WHAT YOU NEED TO DO
When a line below contains the string "core", show that line.

Collected data entries:
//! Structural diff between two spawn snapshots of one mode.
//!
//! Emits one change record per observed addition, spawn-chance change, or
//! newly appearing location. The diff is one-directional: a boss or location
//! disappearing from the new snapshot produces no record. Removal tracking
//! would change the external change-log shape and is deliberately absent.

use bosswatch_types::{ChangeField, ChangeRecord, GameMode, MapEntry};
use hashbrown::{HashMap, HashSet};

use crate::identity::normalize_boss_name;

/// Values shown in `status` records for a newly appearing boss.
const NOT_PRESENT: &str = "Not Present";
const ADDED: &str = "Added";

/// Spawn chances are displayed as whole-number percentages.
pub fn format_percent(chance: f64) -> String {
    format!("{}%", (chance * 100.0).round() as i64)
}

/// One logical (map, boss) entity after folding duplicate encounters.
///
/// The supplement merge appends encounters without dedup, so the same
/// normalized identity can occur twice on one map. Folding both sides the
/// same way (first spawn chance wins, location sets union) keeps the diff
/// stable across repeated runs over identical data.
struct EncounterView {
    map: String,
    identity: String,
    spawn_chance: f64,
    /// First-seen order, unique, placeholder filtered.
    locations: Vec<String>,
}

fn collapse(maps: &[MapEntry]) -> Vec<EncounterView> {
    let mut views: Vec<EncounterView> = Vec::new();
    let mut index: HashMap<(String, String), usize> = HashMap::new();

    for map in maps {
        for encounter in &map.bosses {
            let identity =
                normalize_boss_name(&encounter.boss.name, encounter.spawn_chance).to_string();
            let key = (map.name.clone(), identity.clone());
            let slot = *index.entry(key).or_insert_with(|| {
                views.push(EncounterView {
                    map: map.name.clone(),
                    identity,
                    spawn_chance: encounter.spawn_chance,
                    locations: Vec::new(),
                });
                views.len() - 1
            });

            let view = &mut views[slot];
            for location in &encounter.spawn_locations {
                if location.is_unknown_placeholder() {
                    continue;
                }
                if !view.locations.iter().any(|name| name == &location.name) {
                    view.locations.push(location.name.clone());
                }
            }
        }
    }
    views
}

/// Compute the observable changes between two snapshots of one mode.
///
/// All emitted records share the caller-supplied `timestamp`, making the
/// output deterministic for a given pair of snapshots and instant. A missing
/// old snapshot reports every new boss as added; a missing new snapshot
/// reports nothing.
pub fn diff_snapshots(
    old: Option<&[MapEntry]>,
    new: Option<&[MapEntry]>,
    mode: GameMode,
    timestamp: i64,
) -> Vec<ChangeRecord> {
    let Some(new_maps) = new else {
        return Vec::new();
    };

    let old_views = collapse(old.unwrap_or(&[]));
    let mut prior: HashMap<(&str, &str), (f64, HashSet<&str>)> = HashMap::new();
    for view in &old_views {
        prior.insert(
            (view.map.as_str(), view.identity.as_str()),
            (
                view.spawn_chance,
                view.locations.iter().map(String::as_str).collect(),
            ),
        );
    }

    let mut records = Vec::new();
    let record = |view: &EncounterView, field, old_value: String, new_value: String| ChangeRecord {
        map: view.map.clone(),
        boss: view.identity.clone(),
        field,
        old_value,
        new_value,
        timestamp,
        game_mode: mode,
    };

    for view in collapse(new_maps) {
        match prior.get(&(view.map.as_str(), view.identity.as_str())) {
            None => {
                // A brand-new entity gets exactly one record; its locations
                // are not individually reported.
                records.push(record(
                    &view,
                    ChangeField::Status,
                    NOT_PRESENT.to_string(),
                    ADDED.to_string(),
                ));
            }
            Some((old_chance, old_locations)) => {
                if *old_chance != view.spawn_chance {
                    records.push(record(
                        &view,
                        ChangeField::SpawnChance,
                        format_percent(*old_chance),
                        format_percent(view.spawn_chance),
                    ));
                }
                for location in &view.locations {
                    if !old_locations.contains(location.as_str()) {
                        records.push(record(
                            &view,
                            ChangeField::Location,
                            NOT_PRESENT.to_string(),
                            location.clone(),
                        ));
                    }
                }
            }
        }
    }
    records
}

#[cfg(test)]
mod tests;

* * *

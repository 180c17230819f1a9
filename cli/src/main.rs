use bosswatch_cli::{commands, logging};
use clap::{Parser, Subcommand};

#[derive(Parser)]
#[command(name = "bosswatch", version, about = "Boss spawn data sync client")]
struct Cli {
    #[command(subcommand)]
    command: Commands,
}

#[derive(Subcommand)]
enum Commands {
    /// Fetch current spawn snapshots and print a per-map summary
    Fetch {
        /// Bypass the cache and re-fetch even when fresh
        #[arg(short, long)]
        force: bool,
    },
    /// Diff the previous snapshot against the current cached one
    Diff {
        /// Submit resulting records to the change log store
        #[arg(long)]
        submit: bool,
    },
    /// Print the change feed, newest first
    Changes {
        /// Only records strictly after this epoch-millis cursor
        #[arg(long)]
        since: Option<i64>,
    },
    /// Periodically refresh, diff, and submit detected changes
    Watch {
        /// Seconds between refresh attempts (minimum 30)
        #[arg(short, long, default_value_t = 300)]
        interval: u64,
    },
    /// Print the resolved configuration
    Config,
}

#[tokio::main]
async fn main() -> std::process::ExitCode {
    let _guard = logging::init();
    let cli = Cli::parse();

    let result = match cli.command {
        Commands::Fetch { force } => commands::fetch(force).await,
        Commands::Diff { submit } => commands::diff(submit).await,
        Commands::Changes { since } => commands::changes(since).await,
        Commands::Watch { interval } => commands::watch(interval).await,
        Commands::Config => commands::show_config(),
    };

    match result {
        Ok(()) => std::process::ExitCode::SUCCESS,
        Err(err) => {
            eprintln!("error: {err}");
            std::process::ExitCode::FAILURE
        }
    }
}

--

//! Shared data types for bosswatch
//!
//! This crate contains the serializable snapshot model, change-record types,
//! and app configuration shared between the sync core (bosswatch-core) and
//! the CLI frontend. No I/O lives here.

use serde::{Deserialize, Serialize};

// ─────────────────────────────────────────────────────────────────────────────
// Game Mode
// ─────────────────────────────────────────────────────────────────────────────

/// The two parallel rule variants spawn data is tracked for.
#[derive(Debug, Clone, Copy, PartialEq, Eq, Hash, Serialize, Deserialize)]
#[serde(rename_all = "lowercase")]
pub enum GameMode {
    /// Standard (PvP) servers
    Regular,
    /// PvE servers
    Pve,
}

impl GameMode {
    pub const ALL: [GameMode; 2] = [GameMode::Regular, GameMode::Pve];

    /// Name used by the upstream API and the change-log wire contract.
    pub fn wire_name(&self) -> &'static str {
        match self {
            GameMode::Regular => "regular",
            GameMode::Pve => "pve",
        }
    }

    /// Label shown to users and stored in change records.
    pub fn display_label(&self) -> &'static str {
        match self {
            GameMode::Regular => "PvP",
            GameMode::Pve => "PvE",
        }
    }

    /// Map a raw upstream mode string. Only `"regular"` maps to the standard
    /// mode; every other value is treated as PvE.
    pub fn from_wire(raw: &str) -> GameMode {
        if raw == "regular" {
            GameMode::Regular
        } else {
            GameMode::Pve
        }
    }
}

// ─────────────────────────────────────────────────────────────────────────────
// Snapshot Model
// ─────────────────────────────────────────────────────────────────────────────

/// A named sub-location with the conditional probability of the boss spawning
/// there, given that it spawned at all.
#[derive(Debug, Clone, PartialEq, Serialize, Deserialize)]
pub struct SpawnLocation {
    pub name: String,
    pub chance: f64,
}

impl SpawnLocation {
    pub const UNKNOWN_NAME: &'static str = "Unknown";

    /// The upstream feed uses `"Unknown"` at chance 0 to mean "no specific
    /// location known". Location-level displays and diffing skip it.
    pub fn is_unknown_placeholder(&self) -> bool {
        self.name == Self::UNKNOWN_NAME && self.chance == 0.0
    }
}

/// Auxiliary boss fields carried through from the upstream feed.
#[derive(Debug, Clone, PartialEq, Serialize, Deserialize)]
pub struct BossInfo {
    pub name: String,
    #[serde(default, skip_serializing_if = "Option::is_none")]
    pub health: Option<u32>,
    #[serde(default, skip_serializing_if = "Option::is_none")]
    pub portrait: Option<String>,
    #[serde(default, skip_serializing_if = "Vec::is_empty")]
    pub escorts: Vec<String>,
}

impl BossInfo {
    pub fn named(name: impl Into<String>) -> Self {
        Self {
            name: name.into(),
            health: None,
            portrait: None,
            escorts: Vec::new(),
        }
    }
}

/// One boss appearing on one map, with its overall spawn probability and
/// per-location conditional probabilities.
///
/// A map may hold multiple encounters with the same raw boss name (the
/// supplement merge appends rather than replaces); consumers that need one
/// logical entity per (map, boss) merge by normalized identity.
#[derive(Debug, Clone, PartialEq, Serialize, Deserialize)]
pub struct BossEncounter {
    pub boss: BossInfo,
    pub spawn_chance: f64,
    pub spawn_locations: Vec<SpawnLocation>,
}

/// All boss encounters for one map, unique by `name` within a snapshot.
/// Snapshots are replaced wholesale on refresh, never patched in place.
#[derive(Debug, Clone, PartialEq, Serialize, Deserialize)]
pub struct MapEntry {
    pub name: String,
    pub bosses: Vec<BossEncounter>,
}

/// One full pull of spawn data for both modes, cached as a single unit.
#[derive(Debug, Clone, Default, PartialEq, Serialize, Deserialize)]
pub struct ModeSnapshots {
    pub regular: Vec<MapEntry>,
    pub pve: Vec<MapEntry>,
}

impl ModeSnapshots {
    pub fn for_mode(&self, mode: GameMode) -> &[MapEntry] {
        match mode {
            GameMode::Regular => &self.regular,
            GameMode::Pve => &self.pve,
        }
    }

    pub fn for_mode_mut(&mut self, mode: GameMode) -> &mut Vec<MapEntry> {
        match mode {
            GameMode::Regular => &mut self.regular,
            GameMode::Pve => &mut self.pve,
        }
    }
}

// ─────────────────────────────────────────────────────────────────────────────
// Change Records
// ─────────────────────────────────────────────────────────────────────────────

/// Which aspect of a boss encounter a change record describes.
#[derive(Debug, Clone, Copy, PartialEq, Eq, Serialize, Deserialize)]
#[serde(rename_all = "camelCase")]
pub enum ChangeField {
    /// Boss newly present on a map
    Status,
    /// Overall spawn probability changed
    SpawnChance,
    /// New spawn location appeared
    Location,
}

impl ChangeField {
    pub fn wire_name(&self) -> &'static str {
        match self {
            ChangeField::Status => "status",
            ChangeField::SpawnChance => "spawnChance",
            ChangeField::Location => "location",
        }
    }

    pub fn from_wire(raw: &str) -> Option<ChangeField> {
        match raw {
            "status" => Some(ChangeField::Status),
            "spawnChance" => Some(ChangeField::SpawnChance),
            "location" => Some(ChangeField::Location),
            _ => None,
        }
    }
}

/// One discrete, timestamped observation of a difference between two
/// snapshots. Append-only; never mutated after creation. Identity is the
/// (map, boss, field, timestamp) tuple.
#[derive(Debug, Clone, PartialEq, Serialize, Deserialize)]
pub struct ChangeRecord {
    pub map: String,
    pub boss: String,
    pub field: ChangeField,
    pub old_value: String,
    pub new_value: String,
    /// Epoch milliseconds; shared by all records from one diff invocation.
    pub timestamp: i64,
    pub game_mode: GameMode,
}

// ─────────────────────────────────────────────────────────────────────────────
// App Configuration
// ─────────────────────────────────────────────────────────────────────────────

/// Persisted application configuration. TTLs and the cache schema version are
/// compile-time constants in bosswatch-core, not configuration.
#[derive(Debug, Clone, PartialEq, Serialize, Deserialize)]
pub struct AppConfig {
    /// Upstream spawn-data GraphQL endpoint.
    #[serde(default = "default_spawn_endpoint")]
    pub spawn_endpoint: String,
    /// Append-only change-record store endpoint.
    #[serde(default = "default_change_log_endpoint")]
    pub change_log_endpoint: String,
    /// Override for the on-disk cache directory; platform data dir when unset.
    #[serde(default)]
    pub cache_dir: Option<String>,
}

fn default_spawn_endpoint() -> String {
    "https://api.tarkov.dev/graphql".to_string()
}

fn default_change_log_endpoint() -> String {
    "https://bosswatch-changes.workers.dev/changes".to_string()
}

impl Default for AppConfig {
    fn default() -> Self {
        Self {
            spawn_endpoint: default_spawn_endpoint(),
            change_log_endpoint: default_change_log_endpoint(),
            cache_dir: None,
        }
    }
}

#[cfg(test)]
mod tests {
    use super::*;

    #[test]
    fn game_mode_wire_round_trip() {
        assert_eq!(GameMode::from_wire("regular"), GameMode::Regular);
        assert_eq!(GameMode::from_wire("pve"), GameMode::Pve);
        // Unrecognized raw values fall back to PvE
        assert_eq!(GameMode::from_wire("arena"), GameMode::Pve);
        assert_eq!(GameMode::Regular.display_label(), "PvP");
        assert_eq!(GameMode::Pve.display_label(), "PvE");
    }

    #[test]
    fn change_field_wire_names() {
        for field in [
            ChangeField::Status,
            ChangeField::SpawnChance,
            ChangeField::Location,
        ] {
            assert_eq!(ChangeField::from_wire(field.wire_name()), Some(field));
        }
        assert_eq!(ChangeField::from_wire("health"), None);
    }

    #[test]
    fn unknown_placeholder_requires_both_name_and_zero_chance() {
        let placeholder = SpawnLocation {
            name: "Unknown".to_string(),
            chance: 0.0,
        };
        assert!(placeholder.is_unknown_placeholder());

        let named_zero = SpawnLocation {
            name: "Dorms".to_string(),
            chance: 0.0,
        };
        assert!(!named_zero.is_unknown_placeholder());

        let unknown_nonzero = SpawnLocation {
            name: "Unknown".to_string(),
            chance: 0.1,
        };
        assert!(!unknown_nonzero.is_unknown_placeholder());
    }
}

SOLUTION BELOW
//! and app configuration shared between the sync core (bosswatch-core) and
/// compile-time constants in bosswatch-core, not configuration.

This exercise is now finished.